Les variations des prix de l’immobilier commercial (i.e. les biens immobiliers détenus par des entreprises) peuvent avoir des conséquences macroéconomiques. En effet, l’accès au financement des entreprises dépend en partie de la valeur de leur capital, en raison des asymétries d’information sur le marché du crédit : le créancier n’octroie un financement que si la valeur des biens en garantie est suffisamment élevée pour le compenser en cas de défaut. Or les biens immobiliers représentent une part importante du patrimoine des entreprises. En France, fin 2023 les constructions et les terrains représentaient 57 % de l’actif non financier des sociétés non financières (cf. Bonomo et al. 2024). Dès lors, une baisse des prix de l’immobilier commercial peut limiter les capacités de financement des entreprises, et donc leur investissement. Héricourt et al. (2024) estime par exemple qu’une baisse du prix de l’immobilier de 1% entraine en moyenne une baisse de l’investissement des entreprises de l’ordre de 0,2%. Cet « accélérateur financier » joue un rôle hétérogène d’une entreprise à une autre, et concerne tout particulièrement les entreprises du secteur de l’immobilier, dont le capital est essentiellement constitué de biens immobiliers.

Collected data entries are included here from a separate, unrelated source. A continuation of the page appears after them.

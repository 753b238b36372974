//! Embercast Core - shared library for Embercast.
//!
//! Embercast bridges an abstract cast playback controller to a UPnP media
//! renderer that is controlled asynchronously over SOAP commands and GENA
//! push events. The heart of the crate is the playback reconciliation
//! engine, which keeps a locally simulated transport (clock, duration,
//! track identity) consistent with a renderer whose true state arrives
//! late, out of order, or not at all.
//!
//! # Architecture
//!
//! - [`engine`]: the reconciliation engine (clock, event bridge, drift
//!   corrector, transition controller, watchdog, command facade)
//! - [`renderer`]: renderer control and eventing (SOAP/GENA)
//! - [`media`]: media resolution against the external conversion service
//! - [`queue`]: track queue abstraction
//! - [`api`]: HTTP surface (GENA callback, health)
//! - [`bootstrap`]: service wiring
//! - [`config`] / [`protocol`]: tunables and fixed protocol constants
//! - [`context`] / [`runtime`] / [`error`] / [`utils`]: ambient plumbing
//!
//! # Upstream seams
//!
//! The upstream cast layer consumes [`PlaybackDriver`] and implements
//! [`StateListener`] and [`TrackQueue`]; everything renderer-facing stays
//! behind [`DeviceTransport`].

#![warn(clippy::all)]

pub mod api;
pub mod bootstrap;
pub mod config;
pub mod context;
pub mod engine;
pub mod error;
pub mod media;
pub mod protocol;
pub mod queue;
pub mod renderer;
pub mod runtime;
pub mod utils;

// Re-export commonly used types at the crate root
pub use api::{create_router, start_server, AppState};
pub use bootstrap::{bootstrap_bridge, BridgeDeps, BridgeServices};
pub use config::EngineConfig;
pub use context::{CallbackContext, NetworkError};
pub use engine::driver::{
    LoggingStateListener, NoopStateListener, PlaybackDriver, StateListener,
};
pub use engine::mailbox::EngineHandle;
pub use engine::{spawn_engine, EngineDeps, PlaybackSnapshot, PlayerStatus, TransportEvent, Volume};
pub use error::{EmbercastError, EmbercastResult, ErrorCode};
pub use media::{HttpMediaResolver, MediaError, MediaResolver, TrackMetadata};
pub use queue::{InMemoryQueue, QueueSnapshot, TrackQueue, TrackRef};
pub use renderer::{
    DeviceTransport, EventSubscriber, PositionInfo, RendererClient, SlotMetadata,
    TransportNotification,
};
pub use runtime::{TaskSpawner, TokioSpawner};
pub use utils::{seconds_to_time_string, time_string_to_seconds, track_id_from_uri};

Or, depuis la création de la zone euro, les prix de l’immobilier commercial ont connu d’importantes fluctuations. Ces fluctuations peuvent être alimentées par des chocs spécifiques à ce marché, comme par exemple le développement du télétravail depuis la crise Covid (Henricot et al. 2022, Bergeaud et al. 2023). Elles apparaissent également fortement corrélées aux mouvements des taux d’intérêt, qu’ils soient liés à des développements macroéconomiques ou financiers (cf. graphique 1). En effet, la croissance des prix a été particulièrement continue et soutenue en période de taux bas (2005-2007, 2015-2019), et la chute tout aussi marquée en période de taux élevés (2008-2012, depuis 2022). La chute des prix réels depuis 2022 est particulièrement spectaculaire, la forte baisse du prix nominal des transactions (- 15,2 % entre le T2 2022 et le T2 2024) étant amplifiée par la hausse du déflateur du PIB (+ 10,1 % entre le T2 2022 et le T2 2024). À l’image des prix de l’immobilier résidentiel, ce lien fort entre taux d’intérêt et prix peut s’expliquer par le rôle du crédit dans la demande d’immobilier commercial. La financiarisation du marché de l’immobilier commercial, sur lequel les investisseurs arbitrant entre les rendements offerts par différents actifs, contribue également à ce lien.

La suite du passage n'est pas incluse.